:: Task directions ::
Once the line containing "use tree_hash_derive::TreeHash;" is located, output it and every line after it through the end of the records, exactly as written and nothing else.

:: Exercise input ::
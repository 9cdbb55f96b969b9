use ream_consensus_misc::beacon_block_header::SignedBeaconBlockHeader;
use serde::{Deserialize, Serialize};
use ssz_derive::{Decode, Encode};
use tree_hash_derive::TreeHash;

#[derive(Debug, PartialEq, Eq, Clone, Serialize, Deserialize, Encode, Decode, TreeHash)]
pub struct ProposerSlashing {
    pub signed_header_1: SignedBeaconBlockHeader,
    pub signed_header_2: SignedBeaconBlockHeader,
}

:: Answer to this problem ::
use tree_hash_derive::TreeHash;

#[derive(Debug, PartialEq, Eq, Clone, Serialize, Deserialize, Encode, Decode, TreeHash)]
pub struct ProposerSlashing {
    pub signed_header_1: SignedBeaconBlockHeader,
    pub signed_header_2: SignedBeaconBlockHeader,
}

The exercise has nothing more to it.